While she said she doesn’t condone Ratcliff’s actions, Livingston said a 30-day suspension is a “very stiff penalty” adding that someone could be suspended up to 90 days in a year.

Anderson said the whole process of the investigation was “flawed,” because he never found out where Ratcliff got the text from, how long he had the text before sending it, who he sent it to besides Anderson, and even the justification of why Price chose a 30-day suspension.

He said he wished Matte would have been more involved in the matter and Anderson’s district councilman, Lou Tamporello, would have been more involved in the matter.

“I just think it should have been handled differently,” Anderson said.

While he noted that Ratcliff has apologized to him, Anderson said he waited until after he found out that action could be pending against him by the former chief.

Because he didn’t contact him soon after the incident, Anderson said he took it to mean that Ratcliff meant to send him the message.

The former chief said if he would have received an apology from Ratcliff soon after he sent the text, maybe he could have been more accepting of an apology.

Because he waited so long, Anderson said it was too late.

Anderson noted that he has no ill will toward anyone else in the Morgan City Fire Department and does not think the department is racist. He said his only problem was with Ratcliff.

Still, Price said he was concerned about the perception this incident gave the public about his department.

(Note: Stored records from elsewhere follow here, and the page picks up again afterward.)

//! Composite Store
//!
//! A store is a record of named fields built once from a shape:
//!
//! - state fields become independent [`ReactiveCell`]s (no shared fan-out:
//!   writing one field notifies only that field's subscribers)
//! - method fields become bound methods that receive the finished store as
//!   their first argument
//!
//! Methods resolve everything through the store they are handed, not through
//! values captured at construction time, so a method can call another
//! method or read and write any field.
//!
//! The kind of each field is fixed when the store is built.

use std::fmt;
use std::sync::Arc;

use indexmap::IndexMap;
use serde_json::Value;
use thiserror::Error;
use tracing::warn;

use super::cell::ReactiveCell;
use super::subscriber::Unsubscribe;

/// A bound store method.
pub type Method = Arc<dyn Fn(&Store, &[Value]) -> Value + Send + Sync>;

/// Errors raised when a field is used as the wrong kind or is missing.
#[derive(Debug, Error, PartialEq, Eq)]
pub enum StoreError {
    #[error("store has no field `{0}`")]
    UnknownField(String),

    #[error("store field `{0}` is a method, not state")]
    NotState(String),

    #[error("store field `{0}` is state, not a method")]
    NotMethod(String),
}

enum FieldInit {
    State(Value),
    Method(Method),
}

/// The initial shape a store is built from.
#[derive(Default)]
pub struct StoreShape {
    fields: IndexMap<String, FieldInit>,
}

impl StoreShape {
    pub fn new() -> Self {
        Self::default()
    }

    /// Add a state field.
    pub fn state(mut self, name: impl Into<String>, value: impl Into<Value>) -> Self {
        self.fields.insert(name.into(), FieldInit::State(value.into()));
        self
    }

    /// Add a method field.
    pub fn method<F>(mut self, name: impl Into<String>, f: F) -> Self
    where
        F: Fn(&Store, &[Value]) -> Value + Send + Sync + 'static,
    {
        self.fields
            .insert(name.into(), FieldInit::Method(Arc::new(f)));
        self
    }

    /// Every key of a JSON object becomes a state field. Non-objects yield
    /// an empty shape.
    pub fn from_json(value: Value) -> Self {
        let mut shape = Self::new();
        match value {
            Value::Object(map) => {
                for (name, value) in map {
                    shape = shape.state(name, value);
                }
            }
            other => warn!(shape = %other, "store shape is not an object"),
        }
        shape
    }

    /// Build the store.
    pub fn build(self) -> Store {
        Store::build(self)
    }
}

enum Field {
    State(ReactiveCell<Value>),
    Method(Method),
}

/// A record of reactive state fields plus bound methods.
///
/// # Example
///
/// ```rust
/// use serde_json::{json, Value};
/// use ultra_core::reactive::{Store, StoreShape};
///
/// let store = Store::build(
///     StoreShape::new()
///         .state("count", 0)
///         .method("increment", |store: &Store, _args: &[Value]| {
///             let next = store.get("count").unwrap().as_i64().unwrap_or(0) + 1;
///             store.set("count", json!(next)).unwrap();
///             json!(next)
///         }),
/// );
///
/// store.call("increment", &[]).unwrap();
/// assert_eq!(store.get("count").unwrap(), json!(1));
/// ```
#[derive(Clone)]
pub struct Store {
    fields: Arc<IndexMap<String, Field>>,
}

impl Store {
    /// Partition `shape` into state cells and bound methods.
    pub fn build(shape: StoreShape) -> Self {
        let fields = shape
            .fields
            .into_iter()
            .map(|(name, init)| {
                let field = match init {
                    FieldInit::State(value) => {
                        if value.is_null() {
                            warn!(field = %name, "store field has no initial value");
                        }
                        Field::State(ReactiveCell::new(value))
                    }
                    FieldInit::Method(method) => Field::Method(method),
                };
                (name, field)
            })
            .collect();

        Self {
            fields: Arc::new(fields),
        }
    }

    /// The cell behind a state field (`get` / `set` / `subscribe`).
    pub fn field(&self, name: &str) -> Result<&ReactiveCell<Value>, StoreError> {
        match self.fields.get(name) {
            Some(Field::State(cell)) => Ok(cell),
            Some(Field::Method(_)) => Err(StoreError::NotState(name.to_string())),
            None => Err(StoreError::UnknownField(name.to_string())),
        }
    }

    pub fn get(&self, name: &str) -> Result<Value, StoreError> {
        self.field(name).map(ReactiveCell::get)
    }

    pub fn set(&self, name: &str, value: Value) -> Result<bool, StoreError> {
        self.field(name).map(|cell| cell.set(value))
    }

    pub fn subscribe<F>(&self, name: &str, notify: F) -> Result<Unsubscribe, StoreError>
    where
        F: Fn(&Value) + Send + Sync + 'static,
    {
        self.field(name).map(|cell| cell.subscribe(notify))
    }

    /// Invoke a bound method with this store prepended.
    pub fn call(&self, name: &str, args: &[Value]) -> Result<Value, StoreError> {
        match self.fields.get(name) {
            Some(Field::Method(method)) => Ok(method(self, args)),
            Some(Field::State(_)) => Err(StoreError::NotMethod(name.to_string())),
            None => Err(StoreError::UnknownField(name.to_string())),
        }
    }

    pub fn is_state(&self, name: &str) -> bool {
        matches!(self.fields.get(name), Some(Field::State(_)))
    }

    pub fn is_method(&self, name: &str) -> bool {
        matches!(self.fields.get(name), Some(Field::Method(_)))
    }

    /// Field names in declaration order.
    pub fn keys(&self) -> impl Iterator<Item = &str> {
        self.fields.keys().map(String::as_str)
    }
}

impl fmt::Debug for Store {
    fn fmt(&self, f: &mut fmt::Formatter<'_>) -> fmt::Result {
        let mut map = f.debug_map();
        for (name, field) in self.fields.iter() {
            match field {
                Field::State(cell) => map.entry(name, &cell.get()),
                Field::Method(_) => map.entry(name, &"<method>"),
            };
        }
        map.finish()
    }
}
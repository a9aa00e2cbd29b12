//! Document Model
//!
//! This module is the platform layer the toolkit renders into: an in-memory
//! node tree with events, a markup parser, scoped styles, session history and
//! a frame queue for deferred work.
//!
//! # Overview
//!
//! - [`Node`] is a shared handle to an element, text node or fragment.
//!   `a.contains(&b)` is the containment test scoped contexts rely on.
//! - [`Document`] bundles `<head>`, `<body>`, [`History`], [`FrameQueue`],
//!   the [`MarkupParser`] and [`UltraConfig`](crate::UltraConfig).
//! - [`StyleScope`] turns CSS text into scoped class names, injecting each
//!   distinct sheet into the head once.
//!
//! # Design Decisions
//!
//! 1. Nodes use `Arc` + `parking_lot::RwLock` so they can be captured by
//!    subscriber closures, which must be `Send + Sync`.
//!
//! 2. No lock is held while user callbacks (listeners, frame tasks,
//!    navigation listeners) run. Callbacks are free to mutate the tree.
//!
//! 3. Events are delivered to the target node only; there is no bubbling.

mod document;
mod event;
mod history;
mod node;
mod parser;
mod scheduler;
mod style;

pub use document::Document;
pub use event::{Event, ListenerId, Modifiers};
pub use history::{History, Location, NavigationKind};
pub use node::{DomError, Handler, Node, NodeId, NodeKind, WeakNode, VOID_ELEMENTS};
pub use parser::{HtmlParser, MarkupParser};
pub use scheduler::{FrameQueue, Lane};
pub use style::{stable_hash, ClassMap, StyleScope};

“I wanted to make sure that the citizens knew that this was an isolated incident that should never have happened to start with,” Price said. “The Morgan City Fire Department does not go to fires and say, ‘well, who lives here? What color are they? Are they rich or are they poor?’ We try to do 100 percent for our citizens no matter what neighborhood we’re in, no matter who lives in a house.”

Asked if he would pursue the matter any further, Anderson said, “The only thing that I can tell you right now is it’s in the hands of the community. The community right now, they’re not happy with the outcome.”